Release date: 2019-02-14

This release contains a variety of fixes from 9.6.11. For information about new features in the 9.6 major release, see Section E.25.

E.13.1. Migration to Version 9.6.12

A dump/restore is not required for those running 9.6.X.

However, if you are upgrading from a version earlier than 9.6.9, see Section E.16.

E.13.2. Changes

  • By default, panic instead of retrying after fsync() failure, to avoid possible data corruption (Craig Ringer, Thomas Munro)

    Some popular operating systems discard kernel data buffers when unable to write them out, reporting this as fsync() failure. If we reissue the fsync() request it will succeed, but in fact the data has been lost, so continuing risks database corruption. By raising a panic condition instead, we can replay from WAL, which may contain the only remaining copy of the data in such a situation. While this is surely ugly and inefficient, there are few alternatives, and fortunately the case happens very rarely.

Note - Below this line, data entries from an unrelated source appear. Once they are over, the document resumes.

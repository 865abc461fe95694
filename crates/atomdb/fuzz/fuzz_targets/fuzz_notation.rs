//! Fuzz target for NIST value notation parsing.

#![no_main]

use atomdb::{Measured, StandardAtomicWeight};
use libfuzzer_sys::fuzz_target;

fuzz_target!(|data: &[u8]| {
    if let Ok(s) = std::str::from_utf8(data) {
        let _ = s.parse::<Measured>();
        let _ = s.parse::<StandardAtomicWeight>();
    }
});
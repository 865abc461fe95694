//! Builds a [`Catalog`] from a raw reference table.
//!
//! The loader walks the records in source order. The first record seen for an
//! atomic number defines that element's symbol and standard atomic weight;
//! every record becomes one isotope. Once all records are consumed the element
//! count is checked against the count the table declares, and the catalog
//! generates the metastates. Any failure discards everything built so far.

use std::path::PathBuf;

use indexmap::IndexMap;
use indexmap::map::Entry;
use log::{debug, warn};

use crate::catalog::Catalog;
use crate::error::{AtomdbError, Result};
use crate::model::{Element, Isotope, IsotopeKey, Measured, StandardAtomicWeight};
use crate::table::{RawRecord, RawTable, ReaderConfig, TableReader};

/// Where the loader gets its table from.
#[derive(Debug, Clone, Default)]
pub enum TableSource {
    /// The table compiled into the library.
    #[default]
    Embedded,
    /// A CSV or JSON file.
    File(PathBuf),
    /// A CSV or JSON document held in memory.
    Inline(String),
}

/// What to do when a record disagrees with the first-seen data for its element.
#[derive(Debug, Clone, Copy, Default, PartialEq, Eq)]
pub enum MismatchPolicy {
    /// Keep the first-seen symbol and weight and log a warning.
    #[default]
    Warn,
    /// Abort the load.
    Reject,
}

/// Loader configuration.
#[derive(Debug, Clone, Default)]
pub struct LoaderConfig {
    /// Table to load.
    pub source: TableSource,
    /// Reader configuration.
    pub reader: ReaderConfig,
    /// Handling of diverging element data.
    pub on_mismatch: MismatchPolicy,
}

/// Parses raw tables into catalogs.
pub struct Loader {
    config: LoaderConfig,
}

impl Loader {
    /// Create a new loader with default configuration.
    pub fn new() -> Self {
        Self {
            config: LoaderConfig::default(),
        }
    }

    /// Create a loader with custom configuration.
    pub fn with_config(config: LoaderConfig) -> Self {
        Self { config }
    }

    /// The loader's configuration.
    pub fn config(&self) -> &LoaderConfig {
        &self.config
    }

    /// Read the configured source and build a catalog from it.
    pub fn load(&self) -> Result<Catalog> {
        let reader = TableReader::with_config(self.config.reader.clone());
        let table = match &self.config.source {
            TableSource::Embedded => reader.read_embedded()?,
            TableSource::File(path) => reader.read_file(path)?,
            TableSource::Inline(text) => reader.read_str(text)?,
        };
        self.load_table(&table)
    }

    /// Build a catalog from an already-read table.
    pub fn load_table(&self, table: &RawTable) -> Result<Catalog> {
        let declared = table.element_count;
        debug!(
            "loading {} records from {} (declared elements: {})",
            table.record_count(),
            table.metadata.source,
            declared
        );

        let mut elements: IndexMap<u32, Element> = IndexMap::new();
        let mut isotopes: IndexMap<IsotopeKey, Isotope> = IndexMap::new();

        for (idx, record) in table.records.iter().enumerate() {
            let row = idx + 1;
            let parsed = ParsedRecord::parse(record, row)?;

            if parsed.atomic_number == 0 || parsed.atomic_number > declared {
                return Err(AtomdbError::AtomicNumberOutOfRange {
                    row,
                    atomic_number: parsed.atomic_number,
                    declared,
                });
            }
            if parsed.mass_number < parsed.atomic_number {
                return Err(AtomdbError::InvalidNuclide {
                    row,
                    atomic_number: parsed.atomic_number,
                    mass_number: parsed.mass_number,
                });
            }

            let element = match elements.entry(parsed.atomic_number) {
                Entry::Occupied(entry) => {
                    let element = entry.into_mut();
                    self.check_consistency(element, &parsed, row)?;
                    element
                }
                Entry::Vacant(entry) => entry.insert(Element::new(
                    parsed.atomic_number,
                    parsed.symbol.clone(),
                    parsed.standard_atomic_weight,
                )),
            };

            let key = (parsed.atomic_number, parsed.mass_number);
            if isotopes.contains_key(&key) {
                return Err(AtomdbError::DuplicateIsotope {
                    row,
                    atomic_number: parsed.atomic_number,
                    mass_number: parsed.mass_number,
                });
            }

            element
                .composition
                .insert(parsed.mass_number, parsed.isotopic_composition);
            isotopes.insert(
                key,
                Isotope {
                    atomic_number: parsed.atomic_number,
                    mass_number: parsed.mass_number,
                    symbol: element.symbol.clone(),
                    relative_atomic_mass: parsed.relative_atomic_mass,
                    isotopic_composition: parsed.isotopic_composition,
                    note_codes: parsed.notes,
                },
            );
        }

        let found = elements.len() as u32;
        if found != declared {
            return Err(AtomdbError::ElementCountMismatch { declared, found });
        }

        // Every atomic number is in [1, declared] and there are `declared`
        // distinct ones, so position Z-1 holds element Z after sorting.
        let mut elements: Vec<Element> = elements.into_values().collect();
        elements.sort_by_key(|e| e.atomic_number);

        Ok(Catalog::assemble(elements, isotopes, table.metadata.clone()))
    }

    /// Compare a record against the first-seen data for its element.
    fn check_consistency(
        &self,
        element: &Element,
        parsed: &ParsedRecord,
        row: usize,
    ) -> Result<()> {
        let mut problems = Vec::new();
        if element.symbol != parsed.symbol {
            problems.push(format!(
                "symbol '{}' differs from first-seen '{}'",
                parsed.symbol, element.symbol
            ));
        }
        if element.standard_atomic_weight != parsed.standard_atomic_weight {
            problems.push(format!(
                "standard atomic weight {} differs from first-seen {}",
                parsed.standard_atomic_weight.value(),
                element.standard_atomic_weight.value()
            ));
        }
        if problems.is_empty() {
            return Ok(());
        }

        let message = problems.join("; ");
        match self.config.on_mismatch {
            MismatchPolicy::Reject => Err(AtomdbError::InconsistentElement {
                row,
                atomic_number: element.atomic_number,
                message,
            }),
            MismatchPolicy::Warn => {
                warn!(
                    "row {}: element {}: {}; keeping first-seen data",
                    row, element.atomic_number, message
                );
                Ok(())
            }
        }
    }
}

impl Default for Loader {
    fn default() -> Self {
        Self::new()
    }
}

/// A raw record with every field parsed.
struct ParsedRecord {
    atomic_number: u32,
    symbol: String,
    mass_number: u32,
    relative_atomic_mass: Option<Measured>,
    isotopic_composition: Option<Measured>,
    standard_atomic_weight: StandardAtomicWeight,
    notes: String,
}

impl ParsedRecord {
    fn parse(record: &RawRecord, row: usize) -> Result<Self> {
        let atomic_number = parse_count(&record.atomic_number, "atomic_number", row)?;
        let symbol = required(&record.symbol, "symbol", row)?.to_string();
        let mass_number = parse_count(&record.mass_number, "mass_number", row)?;

        let weight = required(&record.standard_atomic_weight, "standard_atomic_weight", row)?;
        let standard_atomic_weight = weight
            .parse::<StandardAtomicWeight>()
            .map_err(|message| AtomdbError::Parse {
                row,
                column: "standard_atomic_weight",
                message,
            })?;

        let relative_atomic_mass =
            parse_optional(&record.relative_atomic_mass, "relative_atomic_mass", row)?;
        let isotopic_composition =
            parse_optional(&record.isotopic_composition, "isotopic_composition", row)?;

        if let Some(fraction) = isotopic_composition {
            if !(0.0..=1.0).contains(&fraction.value) {
                return Err(AtomdbError::Parse {
                    row,
                    column: "isotopic_composition",
                    message: format!("fraction {} is outside [0, 1]", fraction.value),
                });
            }
        }

        Ok(Self {
            atomic_number,
            symbol,
            mass_number,
            relative_atomic_mass,
            isotopic_composition,
            standard_atomic_weight,
            notes: record.notes.trim().to_string(),
        })
    }
}

fn required<'a>(value: &'a str, column: &'static str, row: usize) -> Result<&'a str> {
    let trimmed = value.trim();
    if trimmed.is_empty() {
        Err(AtomdbError::MissingField { row, column })
    } else {
        Ok(trimmed)
    }
}

fn parse_count(value: &str, column: &'static str, row: usize) -> Result<u32> {
    required(value, column, row)?
        .parse::<u32>()
        .map_err(|e| AtomdbError::Parse {
            row,
            column,
            message: format!("'{}': {}", value.trim(), e),
        })
}

fn parse_optional(value: &str, column: &'static str, row: usize) -> Result<Option<Measured>> {
    let trimmed = value.trim();
    if trimmed.is_empty() {
        return Ok(None);
    }
    trimmed
        .parse::<Measured>()
        .map(Some)
        .map_err(|message| AtomdbError::Parse {
            row,
            column,
            message,
        })
}
//! Category and CategoryGroup repository for JSON storage
//!
//! Groups and categories live together in categories.json.

use std::collections::HashMap;
use std::path::PathBuf;
use std::sync::RwLock;

use crate::error::SpendwiseError;
use crate::models::{category_names_match, Category, CategoryGroup, CategoryGroupId, CategoryId};

use super::collection::lock_error;
use super::file_io::{read_json, write_json_atomic};

/// On-disk layout of categories.json
#[derive(Debug, Clone, Default, serde::Serialize, serde::Deserialize)]
pub struct CategoryData {
    #[serde(default)]
    pub groups: Vec<CategoryGroup>,
    #[serde(default)]
    pub categories: Vec<Category>,
}

/// Repository for category and group persistence
pub struct CategoryRepository {
    path: PathBuf,
    groups: RwLock<HashMap<CategoryGroupId, CategoryGroup>>,
    categories: RwLock<HashMap<CategoryId, Category>>,
}

impl CategoryRepository {
    pub fn new(path: PathBuf) -> Self {
        Self {
            path,
            groups: RwLock::new(HashMap::new()),
            categories: RwLock::new(HashMap::new()),
        }
    }

    pub fn load(&self) -> Result<(), SpendwiseError> {
        let file_data: CategoryData = read_json(&self.path)?;

        let mut groups = self.groups.write().map_err(lock_error)?;
        let mut categories = self.categories.write().map_err(lock_error)?;

        groups.clear();
        categories.clear();
        groups.extend(file_data.groups.into_iter().map(|g| (g.id, g)));
        categories.extend(file_data.categories.into_iter().map(|c| (c.id, c)));
        Ok(())
    }

    pub fn save(&self) -> Result<(), SpendwiseError> {
        let file_data = CategoryData {
            groups: self.get_all_groups()?,
            categories: self.get_all_categories()?,
        };
        write_json_atomic(&self.path, &file_data)
    }

    // Group operations

    pub fn get_group(&self, id: CategoryGroupId) -> Result<Option<CategoryGroup>, SpendwiseError> {
        let groups = self.groups.read().map_err(lock_error)?;
        Ok(groups.get(&id).cloned())
    }

    /// All groups by sort order
    pub fn get_all_groups(&self) -> Result<Vec<CategoryGroup>, SpendwiseError> {
        let groups = self.groups.read().map_err(lock_error)?;
        let mut list: Vec<_> = groups.values().cloned().collect();
        list.sort_by(|a, b| a.sort_order.cmp(&b.sort_order).then(a.name.cmp(&b.name)));
        Ok(list)
    }

    /// Find a group by name (normalized, case-insensitive)
    pub fn get_group_by_name(&self, name: &str) -> Result<Option<CategoryGroup>, SpendwiseError> {
        let groups = self.groups.read().map_err(lock_error)?;
        Ok(groups
            .values()
            .find(|g| category_names_match(&g.name, name))
            .cloned())
    }

    pub fn upsert_group(&self, group: CategoryGroup) -> Result<(), SpendwiseError> {
        let mut groups = self.groups.write().map_err(lock_error)?;
        groups.insert(group.id, group);
        Ok(())
    }

    pub fn delete_group(&self, id: CategoryGroupId) -> Result<bool, SpendwiseError> {
        let mut groups = self.groups.write().map_err(lock_error)?;
        Ok(groups.remove(&id).is_some())
    }

    // Category operations

    pub fn get_category(&self, id: CategoryId) -> Result<Option<Category>, SpendwiseError> {
        let categories = self.categories.read().map_err(lock_error)?;
        Ok(categories.get(&id).cloned())
    }

    /// All categories ordered by group sort order, then their own sort order
    pub fn get_all_categories(&self) -> Result<Vec<Category>, SpendwiseError> {
        let group_order: HashMap<CategoryGroupId, i32> = self
            .get_all_groups()?
            .into_iter()
            .map(|g| (g.id, g.sort_order))
            .collect();

        let categories = self.categories.read().map_err(lock_error)?;
        let mut list: Vec<_> = categories.values().cloned().collect();
        list.sort_by_key(|c| {
            let group_rank = c
                .group_id
                .and_then(|g| group_order.get(&g).copied())
                .unwrap_or(i32::MAX);
            (group_rank, c.sort_order, c.name.to_lowercase())
        });
        Ok(list)
    }

    pub fn get_categories_in_group(
        &self,
        group_id: CategoryGroupId,
    ) -> Result<Vec<Category>, SpendwiseError> {
        Ok(self
            .get_all_categories()?
            .into_iter()
            .filter(|c| c.group_id == Some(group_id))
            .collect())
    }

    /// Find a category by label (normalized, case-insensitive)
    pub fn get_category_by_name(&self, name: &str) -> Result<Option<Category>, SpendwiseError> {
        let categories = self.categories.read().map_err(lock_error)?;
        Ok(categories.values().find(|c| c.matches_name(name)).cloned())
    }

    pub fn upsert_category(&self, category: Category) -> Result<(), SpendwiseError> {
        let mut categories = self.categories.write().map_err(lock_error)?;
        categories.insert(category.id, category);
        Ok(())
    }

    pub fn delete_category(&self, id: CategoryId) -> Result<bool, SpendwiseError> {
        let mut categories = self.categories.write().map_err(lock_error)?;
        Ok(categories.remove(&id).is_some())
    }

    /// Whether a category name is taken, optionally ignoring one category
    pub fn category_name_exists(
        &self,
        name: &str,
        exclude_id: Option<CategoryId>,
    ) -> Result<bool, SpendwiseError> {
        let categories = self.categories.read().map_err(lock_error)?;
        Ok(categories
            .values()
            .any(|c| c.matches_name(name) && Some(c.id) != exclude_id))
    }

    /// Labels of all visible categories, in listing order
    pub fn labels(&self) -> Result<Vec<String>, SpendwiseError> {
        Ok(self
            .get_all_categories()?
            .into_iter()
            .filter(|c| !c.hidden)
            .map(|c| c.name)
            .collect())
    }
}

#[cfg(test)]
mod tests {
    use super::*;
    use crate::models::Bucket;
    use tempfile::TempDir;

    fn create_test_repo() -> (TempDir, CategoryRepository) {
        let temp_dir = TempDir::new().unwrap();
        let repo = CategoryRepository::new(temp_dir.path().join("categories.json"));
        (temp_dir, repo)
    }

    #[test]
    fn test_lookup_by_normalized_name() {
        let (_temp_dir, repo) = create_test_repo();
        repo.upsert_category(Category::with_exact_name("Food & Dining", Bucket::Wants))
            .unwrap();

        assert!(repo.get_category_by_name("food dining").unwrap().is_some());
        assert!(repo.get_category_by_name("FOOD & DINING").unwrap().is_some());
        assert!(repo.category_name_exists("Food <Dining>", None).unwrap());
        assert!(repo.get_category_by_name("Dining").unwrap().is_none());
    }

    #[test]
    fn test_ordering_follows_groups() {
        let (_temp_dir, repo) = create_test_repo();
        let first = CategoryGroup::with_sort_order("Essentials", 0);
        let second = CategoryGroup::with_sort_order("Lifestyle", 1);
        repo.upsert_group(second.clone()).unwrap();
        repo.upsert_group(first.clone()).unwrap();

        repo.upsert_category(Category::new("Travel", Bucket::Wants).in_group(second.id))
            .unwrap();
        repo.upsert_category(Category::new("Rent", Bucket::Needs).in_group(first.id))
            .unwrap();
        repo.upsert_category(Category::new("Loose", Bucket::Wants)).unwrap();

        assert_eq!(repo.labels().unwrap(), vec!["Rent", "Travel", "Loose"]);
        assert_eq!(repo.get_categories_in_group(second.id).unwrap().len(), 1);
    }

    #[test]
    fn test_save_and_reload() {
        let (temp_dir, repo) = create_test_repo();
        let group = CategoryGroup::new("Essentials");
        repo.upsert_group(group.clone()).unwrap();
        let category = Category::new("Groceries", Bucket::Needs).in_group(group.id);
        repo.upsert_category(category.clone()).unwrap();
        repo.save().unwrap();

        let reloaded = CategoryRepository::new(temp_dir.path().join("categories.json"));
        reloaded.load().unwrap();
        assert_eq!(reloaded.get_all_groups().unwrap().len(), 1);
        assert_eq!(
            reloaded.get_category(category.id).unwrap().unwrap().group_id,
            Some(group.id)
        );
    }

    #[test]
    fn test_hidden_categories_excluded_from_labels() {
        let (_temp_dir, repo) = create_test_repo();
        let mut hidden = Category::new("Old", Bucket::Wants);
        hidden.hidden = true;
        repo.upsert_category(hidden).unwrap();
        repo.upsert_category(Category::new("Current", Bucket::Wants)).unwrap();

        assert_eq!(repo.labels().unwrap(), vec!["Current"]);
    }
}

    A new server parameter data_sync_retry has been added to control this; if you are certain that your kernel does not discard dirty data buffers in such scenarios, you can set data_sync_retry to on to restore the old behavior.

  • Include each major release branch's release notes in the documentation for only that branch, rather than that branch and all later ones (Tom Lane)

    The duplication induced by the previous policy was getting out of hand. Our plan is to provide a full archive of release notes on the project's web site, but not duplicate it within each release.

  • Avoid possible deadlock when acquiring multiple buffer locks (Nishant Fnu)

  • Avoid deadlock between hot-standby queries and replay of GIN index page deletion (Alexander Korotkov)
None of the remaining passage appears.